Data for analysis:
//! World clock resource.
//!
//! Advanced once per tick by [`update_world_time`](crate::systems::time::update_world_time).
//! Timers compare against `elapsed` instead of accumulating their own deltas,
//! so a timer armed mid-tick never counts time that passed before it existed.

use bevy_ecs::prelude::Resource;
use std::time::Duration;

#[derive(Resource, Clone, Copy, Debug, Default, PartialEq, Eq)]
pub struct WorldTime {
    /// Total time since the autoscaler was created.
    pub elapsed: Duration,
}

To do: Wherever the word "tick" shows up in the material, copy the line it is on.

Written response:
//! Advanced once per tick by [`update_world_time`](crate::systems::time::update_world_time).
//! so a timer armed mid-tick never counts time that passed before it existed.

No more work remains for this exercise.